Thanks to Clinton "Less to Worry About"; Indignant About Q's to Hillary
1) Peter Jennings trumpeted how Bill Clinton "wants more
health care for more Americans" so that millions "have something
less to worry about." Reporter Dean Reynolds deplored how George Bush
"has done almost nothing to slow down or limit" executions in Texas.
2) An incensed Bob Schieffer condemned a Buffalo talk show
host for daring to ask Hillary if she had an affair with Vince Foster. Dan
Rather warned that Bush launched "a heavy-money television campaign to
unload negatively on McCain."
3) An Un-Rather point. NBC's George Lewis: "Scientists
say the temperature shift influencing the weather is a natural occurrence not
caused by global warming."
4) Just like ABC and NBC, CNN also uncritically relayed the
claims of two liberal groups about how the rich are getting richer, but
"the poor are by no means keeping pace."
5) The FCC thinks TV has too much religion and has set out to
cut it, CNSNews.com's Justin Torres recounted in The Weekly Standard.

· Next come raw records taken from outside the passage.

/* 시리즈 순서에 따라 결정적으로 배정되는 고정 팔레트 (matplotlib tab10 순서) */
const SERIES_PALETTE: [RGBColor; 10] = [
    RGBColor(31, 119, 180),
    RGBColor(255, 127, 14),
    RGBColor(44, 160, 44),
    RGBColor(214, 39, 40),
    RGBColor(148, 103, 189),
    RGBColor(140, 86, 75),
    RGBColor(227, 119, 194),
    RGBColor(127, 127, 127),
    RGBColor(188, 189, 34),
    RGBColor(23, 190, 207),
];

const HISTOGRAM_BINS: usize = 20;

#[derive(Debug, Clone, new)]
pub struct RenderServiceImpl;

impl RenderServiceImpl {
    fn series_color(index: usize) -> RGBColor {
        SERIES_PALETTE[index % SERIES_PALETTE.len()]
    }

    #[doc = "Helper function to determine a padded value-axis range"]
    fn padded_value_range(values: &[f64]) -> (f64, f64) {
        if values.is_empty() {
            return (0.0, 1.0);
        }

        let min_val: f64 = values.iter().cloned().fold(f64::INFINITY, f64::min);
        let max_val: f64 = values.iter().cloned().fold(f64::NEG_INFINITY, f64::max);

        let span: f64 = max_val - min_val;
        let padding: f64 = if span > 0.0 { span * 0.05 } else { 1.0 };

        (min_val - padding, max_val + padding)
    }

    #[doc = "Helper function to determine the time-axis range across every series"]
    fn time_range(series: &[EntitySeries]) -> (DateTime<Utc>, DateTime<Utc>) {
        let mut t_min: Option<DateTime<Utc>> = None;
        let mut t_max: Option<DateTime<Utc>> = None;

        for s in series {
            for (t, _) in s.points() {
                t_min = Some(t_min.map_or(*t, |cur: DateTime<Utc>| cur.min(*t)));
                t_max = Some(t_max.map_or(*t, |cur: DateTime<Utc>| cur.max(*t)));
            }
        }

        let t_min: DateTime<Utc> = t_min.unwrap_or_else(Utc::now);
        let t_max: DateTime<Utc> = t_max.unwrap_or(t_min);

        /* 단일 시점 데이터로는 빈 구간이 되므로 앞뒤로 벌려준다 */
        if t_min == t_max {
            (
                t_min - chrono::Duration::minutes(30),
                t_max + chrono::Duration::minutes(30),
            )
        } else {
            (t_min, t_max)
        }
    }

    #[doc = "line/scatter 공통의 시간축 차트를 그려주는 함수"]
    fn draw_time_series<B: DrawingBackend>(
        &self,
        root: &DrawingArea<B, Shift>,
        series: &[EntitySeries],
        request: &ChartRequest,
        scatter: bool,
    ) -> anyhow::Result<()>
    where
        B::ErrorType: 'static,
    {
        let (t_min, t_max) = Self::time_range(series);

        let all_values: Vec<f64> = series
            .iter()
            .flat_map(|s| s.points().iter().map(|(_, value)| *value))
            .collect();
        let (y_min, y_max) = Self::padded_value_range(&all_values);

        /* 2시간 간격에 해당하는 눈금 개수 */
        let x_label_count: usize = (*request.hours_to_show() as usize / 2).clamp(4, 13);

        let mut chart = ChartBuilder::on(root)
            .caption(request.title(), ("sans-serif", 32).into_font())
            .margin(20)
            .x_label_area_size(60)
            .y_label_area_size(70)
            .build_cartesian_2d(t_min..t_max, y_min..y_max)?;

        chart
            .configure_mesh()
            .x_labels(x_label_count)
            .y_labels(10)
            .y_desc(request.y_label())
            .x_label_style(("sans-serif", 16).into_font())
            .y_label_style(("sans-serif", 16).into_font())
            .x_label_formatter(&|t: &DateTime<Utc>| {
                t.with_timezone(&Local).format("%H:%M").to_string()
            })
            .draw()?;

        for (i, s) in series.iter().enumerate() {
            let color: RGBColor = Self::series_color(i);

            if scatter {
                let anno = chart.draw_series(
                    s.points()
                        .iter()
                        .map(|(t, value)| Circle::new((*t, *value), 4, color.mix(0.7).filled())),
                )?;

                if *request.show_legend() {
                    anno.label(s.display_name().clone())
                        .legend(move |(x, y)| Circle::new((x + 10, y), 4, color.filled()));
                }
            } else {
                let anno = chart.draw_series(LineSeries::new(
                    s.points().iter().map(|(t, value)| (*t, *value)),
                    color.stroke_width(2),
                ))?;

                if *request.show_legend() {
                    anno.label(s.display_name().clone()).legend(move |(x, y)| {
                        PathElement::new(vec![(x, y), (x + 20, y)], color.stroke_width(2))
                    });
                }
            }
        }

        if *request.show_legend() {
            chart
                .configure_series_labels()
                .background_style(&WHITE.mix(0.8))
                .border_style(&BLACK)
                .position(SeriesLabelPosition::UpperRight)
                .draw()?;
        }

        Ok(())
    }

    #[doc = "엔티티별 마지막 값을 막대로 그려주는 함수"]
    fn draw_bar<B: DrawingBackend>(
        &self,
        root: &DrawingArea<B, Shift>,
        series: &[EntitySeries],
        request: &ChartRequest,
    ) -> anyhow::Result<()>
    where
        B::ErrorType: 'static,
    {
        /* 마지막 값 기준. 점이 없는 시리즈는 0으로 취급한다 */
        let last_values: Vec<f64> = series
            .iter()
            .map(|s| s.last_value().unwrap_or(0.0))
            .collect();
        let display_names: Vec<String> =
            series.iter().map(|s| s.display_name().clone()).collect();

        let (mut y_min, mut y_max) = Self::padded_value_range(&last_values);
        y_min = y_min.min(0.0);
        y_max = y_max.max(0.0);

        let mut chart = ChartBuilder::on(root)
            .caption(request.title(), ("sans-serif", 32).into_font())
            .margin(20)
            .x_label_area_size(120)
            .y_label_area_size(70)
            .build_cartesian_2d((0..last_values.len()).into_segmented(), y_min..y_max)?;

        chart
            .configure_mesh()
            .disable_x_mesh()
            .x_labels(last_values.len())
            .y_labels(10)
            .y_desc(request.y_label())
            .x_label_style(
                ("sans-serif", 14)
                    .into_font()
                    .transform(FontTransform::Rotate90),
            )
            .y_label_style(("sans-serif", 16).into_font())
            .x_label_formatter(&|seg| match seg {
                SegmentValue::CenterOf(i) if *i < display_names.len() => {
                    display_names[*i].clone()
                }
                SegmentValue::Exact(i) if *i < display_names.len() => display_names[*i].clone(),
                _ => String::new(),
            })
            .draw()?;

        chart.draw_series(last_values.iter().enumerate().map(|(i, &value)| {
            let mut bar = Rectangle::new(
                [
                    (SegmentValue::Exact(i), 0.0),
                    (SegmentValue::Exact(i + 1), value),
                ],
                Self::series_color(i).filled(),
            );
            bar.set_margin(0, 0, 8, 8);
            bar
        }))?;

        Ok(())
    }

    #[doc = "모든 시리즈의 값을 하나의 분포로 모아 히스토그램을 그려주는 함수"]
    fn draw_histogram<B: DrawingBackend>(
        &self,
        root: &DrawingArea<B, Shift>,
        series: &[EntitySeries],
        request: &ChartRequest,
    ) -> anyhow::Result<()>
    where
        B::ErrorType: 'static,
    {
        let all_values: Vec<f64> = series
            .iter()
            .flat_map(|s| s.points().iter().map(|(_, value)| *value))
            .collect();

        let (min_val, max_val) = if all_values.is_empty() {
            (0.0, 1.0)
        } else {
            (
                all_values.iter().cloned().fold(f64::INFINITY, f64::min),
                all_values.iter().cloned().fold(f64::NEG_INFINITY, f64::max),
            )
        };

        let span: f64 = max_val - min_val;
        let bin_width: f64 = if span > 0.0 {
            span / HISTOGRAM_BINS as f64
        } else {
            1.0
        };

        let mut bin_counts: Vec<usize> = vec![0; HISTOGRAM_BINS];
        for &value in &all_values {
            let bin_idx: usize =
                (((value - min_val) / bin_width).floor() as usize).min(HISTOGRAM_BINS - 1);
            bin_counts[bin_idx] += 1;
        }

        let max_freq: usize = bin_counts.iter().max().copied().unwrap_or(0).max(1);

        let mut chart = ChartBuilder::on(root)
            .caption(request.title(), ("sans-serif", 32).into_font())
            .margin(20)
            .x_label_area_size(60)
            .y_label_area_size(70)
            .build_cartesian_2d(
                min_val..(min_val + bin_width * HISTOGRAM_BINS as f64),
                0.0..(max_freq as f64 * 1.1),
            )?;

        chart
            .configure_mesh()
            .x_labels(10)
            .y_labels(10)
            .x_desc(request.y_label())
            .y_desc("Frequency")
            .x_label_style(("sans-serif", 16).into_font())
            .y_label_style(("sans-serif", 16).into_font())
            .draw()?;

        chart.draw_series(bin_counts.iter().enumerate().map(|(i, &count)| {
            let x0: f64 = min_val + i as f64 * bin_width;
            let x1: f64 = x0 + bin_width;
            Rectangle::new(
                [(x0, 0.0), (x1, count as f64)],
                Self::series_color(0).mix(0.7).filled(),
            )
        }))?;

        Ok(())
    }

    #[doc = r#"
        엔티티별 마지막 값을 파이 차트로 그려주는 함수.

        0 이하의 값은 조각으로 표현할 수 없으므로 제외하며, 남는 엔티티가 하나도
        없으면 제목만 있는 빈 차트를 남긴다.
    "#]
    fn draw_pie<B: DrawingBackend>(
        &self,
        root: &DrawingArea<B, Shift>,
        series: &[EntitySeries],
        request: &ChartRequest,
    ) -> anyhow::Result<()>
    where
        B::ErrorType: 'static,
    {
        let positive: Vec<(String, f64)> = series
            .iter()
            .filter_map(|s| {
                s.last_value()
                    .filter(|value| *value > 0.0)
                    .map(|value| (s.display_name().clone(), value))
            })
            .collect();

        let root = root.titled(request.title(), ("sans-serif", 32).into_font())?;

        if positive.is_empty() {
            return Ok(());
        }

        let (area_w, area_h) = root.dim_in_pixel();
        let center: (i32, i32) = ((area_w / 2) as i32, (area_h / 2) as i32);
        let radius: f64 = f64::from(area_w.min(area_h)) * 0.35;

        let sizes: Vec<f64> = positive.iter().map(|(_, value)| *value).collect();
        let labels: Vec<String> = positive.iter().map(|(name, _)| name.clone()).collect();
        let colors: Vec<RGBColor> = (0..sizes.len()).map(Self::series_color).collect();

        let mut pie = Pie::new(&center, &radius, &sizes, &colors, &labels);
        pie.label_style(("sans-serif", 18).into_font());
        pie.percentages(("sans-serif", 16).into_font());

        root.draw(&pie)?;

        Ok(())
    }

    #[doc = "RGB 버퍼를 PNG 바이트로 인코딩해주는 함수"]
    fn encode_png(buffer: &[u8], width: u32, height: u32) -> anyhow::Result<Vec<u8>> {
        let mut png_bytes: Vec<u8> = Vec::new();

        image::codecs::png::PngEncoder::new(&mut png_bytes)
            .write_image(buffer, width, height, ExtendedColorType::Rgb8)
            .map_err(|e| {
                anyhow!("[RenderServiceImpl->encode_png] PNG encoding failed: {}", e)
            })?;

        Ok(png_bytes)
    }
}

>>> MRC at CPAC. The near-annual Sam Donaldson versus Bob Novak
debate about media bias will take place from 2 to 3pm Thursday afternoon
during the annual Conservative Political Action Conference being held this
year at the Marriott Crystal Gateway in Arlington, Virginia. MRC Chairman L.
Brent Bozell will serve as moderator. At 4pm on Saturday the MRC's Tim
Graham will take part in a panel titled "Why Certain Stories Don't Get
Covered by the Media." And for all three days MRC Marketing Director
Bonnie Goff has set up a booth featuring many of the MRC's fine products.
So, if you plan to attend CPAC, stop by. Some portions of CPAC will probably
air on C-SPAN live or later on tape. <<<
Jennings opened Wednesday's World News Tonight by campaigning for President
Clinton's latest health care plan, heralding how Clinton "wants more
health care for more Americans" so that millions, "especially with
lower incomes, have something less to worry about." Minutes later
reporter Dean Reynolds campaigned against George W. Bush, lamenting how
"he has done almost nothing to slow down or limit" executions in
Texas. Reynolds contrasted Bush's support for capital punishment with how he
"has frequently cited his faith in the teachings of Jesus Christ and his
own belief that conservatism can also be compassionate."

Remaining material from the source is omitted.